[[ Excerpted data open ]]

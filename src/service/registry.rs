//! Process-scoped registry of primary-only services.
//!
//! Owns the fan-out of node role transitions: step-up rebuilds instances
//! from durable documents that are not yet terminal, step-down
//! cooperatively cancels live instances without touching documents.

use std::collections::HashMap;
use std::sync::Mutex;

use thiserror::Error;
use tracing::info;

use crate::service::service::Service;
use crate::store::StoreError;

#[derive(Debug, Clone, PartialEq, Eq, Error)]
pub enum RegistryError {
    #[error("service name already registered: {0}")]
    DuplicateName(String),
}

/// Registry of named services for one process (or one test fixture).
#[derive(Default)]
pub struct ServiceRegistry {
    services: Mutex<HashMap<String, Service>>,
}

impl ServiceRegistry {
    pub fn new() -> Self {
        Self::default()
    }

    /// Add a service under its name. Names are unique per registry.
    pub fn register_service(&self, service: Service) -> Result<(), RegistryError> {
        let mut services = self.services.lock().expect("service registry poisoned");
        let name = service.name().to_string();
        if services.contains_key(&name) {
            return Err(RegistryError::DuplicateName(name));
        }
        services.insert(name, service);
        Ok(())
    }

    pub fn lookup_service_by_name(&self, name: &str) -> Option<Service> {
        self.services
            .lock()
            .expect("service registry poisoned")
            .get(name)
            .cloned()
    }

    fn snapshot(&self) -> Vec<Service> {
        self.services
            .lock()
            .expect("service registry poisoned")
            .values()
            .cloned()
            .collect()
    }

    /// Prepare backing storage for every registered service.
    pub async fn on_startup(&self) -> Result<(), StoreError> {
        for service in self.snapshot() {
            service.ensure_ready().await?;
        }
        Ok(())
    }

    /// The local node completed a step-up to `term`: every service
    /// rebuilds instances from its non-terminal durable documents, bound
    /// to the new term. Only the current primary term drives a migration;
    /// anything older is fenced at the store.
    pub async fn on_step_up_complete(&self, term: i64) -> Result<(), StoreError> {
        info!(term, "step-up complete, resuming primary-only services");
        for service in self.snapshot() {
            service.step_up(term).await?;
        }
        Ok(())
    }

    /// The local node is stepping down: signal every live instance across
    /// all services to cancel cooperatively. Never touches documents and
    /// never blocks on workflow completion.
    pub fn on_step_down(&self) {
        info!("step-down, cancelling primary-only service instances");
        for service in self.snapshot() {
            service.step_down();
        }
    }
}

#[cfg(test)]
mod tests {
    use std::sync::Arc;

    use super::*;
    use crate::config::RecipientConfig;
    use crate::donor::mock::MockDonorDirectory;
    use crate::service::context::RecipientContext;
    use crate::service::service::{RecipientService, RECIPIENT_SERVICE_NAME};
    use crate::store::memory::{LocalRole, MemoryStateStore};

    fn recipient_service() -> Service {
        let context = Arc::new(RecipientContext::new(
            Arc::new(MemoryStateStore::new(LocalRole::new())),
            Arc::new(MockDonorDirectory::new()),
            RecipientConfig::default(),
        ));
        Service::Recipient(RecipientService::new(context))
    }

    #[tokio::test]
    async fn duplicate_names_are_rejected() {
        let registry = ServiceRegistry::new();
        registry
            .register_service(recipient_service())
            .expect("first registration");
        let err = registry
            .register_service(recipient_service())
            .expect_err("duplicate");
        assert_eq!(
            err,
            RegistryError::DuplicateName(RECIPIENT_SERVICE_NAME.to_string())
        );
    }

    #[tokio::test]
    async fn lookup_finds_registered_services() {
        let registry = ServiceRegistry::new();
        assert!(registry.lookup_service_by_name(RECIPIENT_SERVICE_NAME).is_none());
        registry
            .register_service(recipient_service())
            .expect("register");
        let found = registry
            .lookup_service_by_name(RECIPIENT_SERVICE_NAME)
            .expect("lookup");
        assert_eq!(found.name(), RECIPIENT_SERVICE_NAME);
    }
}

[[ Excerpted data closed ]]

Exercise instructions:
Using the records above, report each line that contains the word "RegistryError" by copying it.

Exercise response:
pub enum RegistryError {
    pub fn register_service(&self, service: Service) -> Result<(), RegistryError> {
            return Err(RegistryError::DuplicateName(name));
            RegistryError::DuplicateName(RECIPIENT_SERVICE_NAME.to_string())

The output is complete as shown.